EXERCISE GOAL:
Only lines containing the string "then" belong in the answer; find them in the records and copy them.

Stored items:

BEGIN

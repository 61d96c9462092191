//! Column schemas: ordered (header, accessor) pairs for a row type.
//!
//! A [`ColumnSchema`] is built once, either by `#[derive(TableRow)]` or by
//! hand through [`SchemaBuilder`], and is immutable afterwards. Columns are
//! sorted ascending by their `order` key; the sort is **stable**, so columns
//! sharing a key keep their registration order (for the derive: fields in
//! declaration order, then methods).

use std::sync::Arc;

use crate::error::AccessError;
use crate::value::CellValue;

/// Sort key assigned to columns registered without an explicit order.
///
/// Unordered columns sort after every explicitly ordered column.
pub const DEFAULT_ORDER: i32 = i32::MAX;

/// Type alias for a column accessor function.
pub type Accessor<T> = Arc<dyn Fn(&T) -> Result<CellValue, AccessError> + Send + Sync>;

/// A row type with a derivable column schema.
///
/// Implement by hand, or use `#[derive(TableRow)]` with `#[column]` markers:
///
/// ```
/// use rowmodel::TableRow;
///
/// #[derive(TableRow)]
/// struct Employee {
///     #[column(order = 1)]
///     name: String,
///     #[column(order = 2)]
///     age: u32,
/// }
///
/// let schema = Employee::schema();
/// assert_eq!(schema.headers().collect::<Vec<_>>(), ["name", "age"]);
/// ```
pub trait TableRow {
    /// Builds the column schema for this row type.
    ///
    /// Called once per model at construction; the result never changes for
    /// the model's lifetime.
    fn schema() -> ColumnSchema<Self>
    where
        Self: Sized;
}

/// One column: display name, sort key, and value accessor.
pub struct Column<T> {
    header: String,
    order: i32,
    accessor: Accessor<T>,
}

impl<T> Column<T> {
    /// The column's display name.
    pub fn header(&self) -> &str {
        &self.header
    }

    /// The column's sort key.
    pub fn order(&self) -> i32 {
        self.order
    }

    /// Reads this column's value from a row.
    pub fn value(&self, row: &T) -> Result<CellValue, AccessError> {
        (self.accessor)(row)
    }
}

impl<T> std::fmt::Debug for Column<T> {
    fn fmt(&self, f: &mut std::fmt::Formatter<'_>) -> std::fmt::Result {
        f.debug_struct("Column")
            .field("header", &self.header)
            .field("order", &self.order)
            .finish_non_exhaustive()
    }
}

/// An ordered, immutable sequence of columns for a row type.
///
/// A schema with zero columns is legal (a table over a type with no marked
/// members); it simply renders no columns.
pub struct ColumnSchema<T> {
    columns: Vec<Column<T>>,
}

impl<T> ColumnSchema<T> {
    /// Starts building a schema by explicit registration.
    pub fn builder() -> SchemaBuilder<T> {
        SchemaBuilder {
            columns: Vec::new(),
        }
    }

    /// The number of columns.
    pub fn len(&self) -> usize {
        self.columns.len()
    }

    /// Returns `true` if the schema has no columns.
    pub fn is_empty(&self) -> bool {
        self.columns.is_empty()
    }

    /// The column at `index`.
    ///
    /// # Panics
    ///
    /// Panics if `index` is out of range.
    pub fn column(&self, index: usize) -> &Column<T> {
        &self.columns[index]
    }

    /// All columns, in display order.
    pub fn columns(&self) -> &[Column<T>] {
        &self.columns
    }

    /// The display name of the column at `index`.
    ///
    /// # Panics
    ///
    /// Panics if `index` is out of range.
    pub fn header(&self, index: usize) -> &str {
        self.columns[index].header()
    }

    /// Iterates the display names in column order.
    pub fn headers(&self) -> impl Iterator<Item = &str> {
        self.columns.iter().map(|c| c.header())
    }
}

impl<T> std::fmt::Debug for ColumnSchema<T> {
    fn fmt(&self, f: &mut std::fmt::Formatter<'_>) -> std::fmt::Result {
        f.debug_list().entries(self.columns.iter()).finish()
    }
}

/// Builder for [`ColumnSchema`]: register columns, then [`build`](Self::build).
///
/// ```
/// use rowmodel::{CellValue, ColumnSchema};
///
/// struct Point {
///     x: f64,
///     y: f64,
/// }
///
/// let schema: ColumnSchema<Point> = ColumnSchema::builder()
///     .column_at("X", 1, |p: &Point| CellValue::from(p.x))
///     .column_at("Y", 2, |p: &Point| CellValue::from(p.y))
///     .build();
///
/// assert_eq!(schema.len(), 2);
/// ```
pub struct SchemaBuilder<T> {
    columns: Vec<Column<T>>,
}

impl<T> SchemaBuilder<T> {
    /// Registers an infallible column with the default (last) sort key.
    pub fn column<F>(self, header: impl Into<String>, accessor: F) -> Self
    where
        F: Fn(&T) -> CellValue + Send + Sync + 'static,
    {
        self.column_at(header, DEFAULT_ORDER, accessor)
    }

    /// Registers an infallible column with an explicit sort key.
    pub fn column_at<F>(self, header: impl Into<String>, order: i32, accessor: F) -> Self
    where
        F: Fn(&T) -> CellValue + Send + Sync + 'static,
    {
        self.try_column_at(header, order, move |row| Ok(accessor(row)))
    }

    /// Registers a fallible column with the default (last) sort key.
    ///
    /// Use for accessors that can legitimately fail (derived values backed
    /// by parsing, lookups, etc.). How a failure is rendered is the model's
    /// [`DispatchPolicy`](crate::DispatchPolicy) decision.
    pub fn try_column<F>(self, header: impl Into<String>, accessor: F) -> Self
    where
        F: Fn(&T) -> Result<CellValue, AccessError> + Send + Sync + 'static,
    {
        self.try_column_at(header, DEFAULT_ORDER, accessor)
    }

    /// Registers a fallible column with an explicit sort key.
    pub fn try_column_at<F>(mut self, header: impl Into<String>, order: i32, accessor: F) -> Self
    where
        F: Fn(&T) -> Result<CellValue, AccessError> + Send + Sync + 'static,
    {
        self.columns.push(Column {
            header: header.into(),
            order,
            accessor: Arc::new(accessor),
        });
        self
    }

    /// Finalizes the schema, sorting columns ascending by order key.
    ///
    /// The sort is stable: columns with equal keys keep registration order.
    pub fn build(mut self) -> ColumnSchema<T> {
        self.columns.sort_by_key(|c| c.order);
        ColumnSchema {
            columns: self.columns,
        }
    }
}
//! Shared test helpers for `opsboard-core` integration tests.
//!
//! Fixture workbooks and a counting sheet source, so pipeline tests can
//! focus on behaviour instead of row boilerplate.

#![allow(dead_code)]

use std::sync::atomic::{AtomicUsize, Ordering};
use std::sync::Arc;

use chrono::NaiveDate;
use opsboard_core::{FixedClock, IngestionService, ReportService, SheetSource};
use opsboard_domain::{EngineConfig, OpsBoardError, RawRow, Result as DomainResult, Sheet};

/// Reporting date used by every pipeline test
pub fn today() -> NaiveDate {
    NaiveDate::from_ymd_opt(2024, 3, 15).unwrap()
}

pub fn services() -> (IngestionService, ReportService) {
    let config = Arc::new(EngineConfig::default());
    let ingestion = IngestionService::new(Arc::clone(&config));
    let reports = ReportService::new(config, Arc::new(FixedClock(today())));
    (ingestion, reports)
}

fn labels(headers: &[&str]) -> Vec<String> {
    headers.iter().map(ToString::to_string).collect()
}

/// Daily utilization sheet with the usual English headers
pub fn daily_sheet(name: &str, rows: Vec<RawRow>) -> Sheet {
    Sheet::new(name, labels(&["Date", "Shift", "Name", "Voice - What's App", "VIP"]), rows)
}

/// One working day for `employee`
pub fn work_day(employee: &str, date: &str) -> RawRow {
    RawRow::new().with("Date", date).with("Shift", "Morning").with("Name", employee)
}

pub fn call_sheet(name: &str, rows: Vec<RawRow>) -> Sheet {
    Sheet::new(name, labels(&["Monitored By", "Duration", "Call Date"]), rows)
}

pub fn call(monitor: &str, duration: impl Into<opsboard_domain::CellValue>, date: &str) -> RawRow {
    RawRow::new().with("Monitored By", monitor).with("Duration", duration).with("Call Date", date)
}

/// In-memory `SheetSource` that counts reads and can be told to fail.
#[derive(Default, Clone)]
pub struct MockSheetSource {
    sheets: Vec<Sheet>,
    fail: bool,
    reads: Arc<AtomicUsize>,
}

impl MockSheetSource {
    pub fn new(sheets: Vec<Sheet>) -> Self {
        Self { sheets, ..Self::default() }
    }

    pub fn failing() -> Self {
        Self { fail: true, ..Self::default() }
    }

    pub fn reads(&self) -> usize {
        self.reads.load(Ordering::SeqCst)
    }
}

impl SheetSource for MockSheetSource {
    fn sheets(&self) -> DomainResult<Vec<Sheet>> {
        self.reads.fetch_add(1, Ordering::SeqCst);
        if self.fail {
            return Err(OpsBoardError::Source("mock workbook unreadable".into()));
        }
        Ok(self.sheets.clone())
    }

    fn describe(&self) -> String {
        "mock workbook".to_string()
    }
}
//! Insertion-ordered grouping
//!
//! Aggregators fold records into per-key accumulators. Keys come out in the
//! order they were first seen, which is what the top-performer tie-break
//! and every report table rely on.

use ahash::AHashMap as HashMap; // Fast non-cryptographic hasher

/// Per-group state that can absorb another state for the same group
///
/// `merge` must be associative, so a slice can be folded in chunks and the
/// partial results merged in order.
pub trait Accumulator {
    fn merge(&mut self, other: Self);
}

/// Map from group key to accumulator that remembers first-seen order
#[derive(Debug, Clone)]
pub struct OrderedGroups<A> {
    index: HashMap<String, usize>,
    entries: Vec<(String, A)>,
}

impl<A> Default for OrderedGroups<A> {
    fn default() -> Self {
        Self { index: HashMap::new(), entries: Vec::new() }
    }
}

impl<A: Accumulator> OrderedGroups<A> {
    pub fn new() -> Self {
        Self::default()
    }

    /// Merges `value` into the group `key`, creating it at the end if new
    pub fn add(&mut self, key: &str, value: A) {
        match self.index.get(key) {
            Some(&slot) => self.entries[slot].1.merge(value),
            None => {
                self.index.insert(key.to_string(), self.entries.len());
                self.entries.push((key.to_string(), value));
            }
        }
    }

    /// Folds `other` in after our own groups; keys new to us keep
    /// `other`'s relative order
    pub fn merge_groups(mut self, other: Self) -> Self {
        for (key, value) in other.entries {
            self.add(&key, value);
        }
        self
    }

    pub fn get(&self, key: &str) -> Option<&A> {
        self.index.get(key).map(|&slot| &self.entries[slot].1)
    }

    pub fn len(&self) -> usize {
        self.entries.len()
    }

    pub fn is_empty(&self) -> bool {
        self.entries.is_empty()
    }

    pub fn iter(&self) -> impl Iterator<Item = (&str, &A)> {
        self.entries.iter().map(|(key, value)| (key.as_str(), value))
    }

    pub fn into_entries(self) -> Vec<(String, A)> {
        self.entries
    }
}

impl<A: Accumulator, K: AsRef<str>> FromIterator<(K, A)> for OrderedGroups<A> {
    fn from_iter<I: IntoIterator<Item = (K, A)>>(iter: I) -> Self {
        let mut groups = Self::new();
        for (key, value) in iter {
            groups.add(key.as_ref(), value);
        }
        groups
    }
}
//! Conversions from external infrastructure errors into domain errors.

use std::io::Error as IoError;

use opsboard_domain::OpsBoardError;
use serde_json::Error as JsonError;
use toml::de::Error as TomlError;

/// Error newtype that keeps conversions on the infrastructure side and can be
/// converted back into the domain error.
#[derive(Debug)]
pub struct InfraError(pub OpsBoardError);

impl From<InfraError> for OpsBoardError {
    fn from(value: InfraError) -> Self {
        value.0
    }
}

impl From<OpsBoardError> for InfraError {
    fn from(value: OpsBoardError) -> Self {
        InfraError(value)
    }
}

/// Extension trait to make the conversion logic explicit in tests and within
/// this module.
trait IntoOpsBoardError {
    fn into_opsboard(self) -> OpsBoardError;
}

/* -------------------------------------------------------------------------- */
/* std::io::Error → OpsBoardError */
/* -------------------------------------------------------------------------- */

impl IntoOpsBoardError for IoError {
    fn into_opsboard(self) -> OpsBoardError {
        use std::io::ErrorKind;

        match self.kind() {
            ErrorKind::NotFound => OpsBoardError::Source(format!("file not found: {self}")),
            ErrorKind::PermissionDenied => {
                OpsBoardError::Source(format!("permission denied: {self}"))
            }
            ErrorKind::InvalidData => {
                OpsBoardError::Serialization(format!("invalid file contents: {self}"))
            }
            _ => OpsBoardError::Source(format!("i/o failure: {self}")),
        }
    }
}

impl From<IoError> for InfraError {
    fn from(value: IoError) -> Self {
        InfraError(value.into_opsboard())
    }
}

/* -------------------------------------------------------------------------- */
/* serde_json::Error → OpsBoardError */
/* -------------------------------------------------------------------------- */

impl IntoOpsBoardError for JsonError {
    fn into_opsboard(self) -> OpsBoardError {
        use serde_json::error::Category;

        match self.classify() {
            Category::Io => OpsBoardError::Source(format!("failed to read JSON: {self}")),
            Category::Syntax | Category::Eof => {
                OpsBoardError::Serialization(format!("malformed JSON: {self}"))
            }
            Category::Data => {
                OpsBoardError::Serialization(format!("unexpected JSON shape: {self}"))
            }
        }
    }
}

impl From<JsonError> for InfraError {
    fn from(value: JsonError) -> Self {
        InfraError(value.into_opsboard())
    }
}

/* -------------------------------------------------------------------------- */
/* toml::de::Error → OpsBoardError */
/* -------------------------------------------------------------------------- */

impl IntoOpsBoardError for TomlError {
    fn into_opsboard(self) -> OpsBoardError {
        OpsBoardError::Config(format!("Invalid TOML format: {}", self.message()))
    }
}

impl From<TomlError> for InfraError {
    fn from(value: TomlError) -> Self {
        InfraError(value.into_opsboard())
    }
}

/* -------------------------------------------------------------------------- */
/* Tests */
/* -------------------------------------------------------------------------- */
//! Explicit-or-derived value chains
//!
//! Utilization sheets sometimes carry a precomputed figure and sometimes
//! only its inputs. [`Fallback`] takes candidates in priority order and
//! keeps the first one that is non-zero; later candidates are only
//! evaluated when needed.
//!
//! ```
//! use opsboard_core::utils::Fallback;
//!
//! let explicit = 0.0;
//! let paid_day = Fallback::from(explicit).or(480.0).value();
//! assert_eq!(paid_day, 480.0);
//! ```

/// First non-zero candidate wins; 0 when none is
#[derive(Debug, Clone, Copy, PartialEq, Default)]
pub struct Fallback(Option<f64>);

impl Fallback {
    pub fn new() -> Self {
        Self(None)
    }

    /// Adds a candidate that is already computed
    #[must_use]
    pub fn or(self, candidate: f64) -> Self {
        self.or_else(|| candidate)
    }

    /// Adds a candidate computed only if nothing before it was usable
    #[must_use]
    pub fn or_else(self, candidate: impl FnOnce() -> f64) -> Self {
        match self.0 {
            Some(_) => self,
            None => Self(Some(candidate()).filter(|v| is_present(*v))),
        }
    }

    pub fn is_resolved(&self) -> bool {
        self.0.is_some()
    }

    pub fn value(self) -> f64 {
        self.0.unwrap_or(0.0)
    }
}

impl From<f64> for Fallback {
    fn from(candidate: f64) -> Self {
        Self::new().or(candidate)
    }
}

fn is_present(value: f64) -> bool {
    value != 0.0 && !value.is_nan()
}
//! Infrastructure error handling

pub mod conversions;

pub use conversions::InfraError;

END

WRITTEN ANSWER:
//! declaration order, then methods).
/// Builder for [`ColumnSchema`]: register columns, then [`build`](Self::build).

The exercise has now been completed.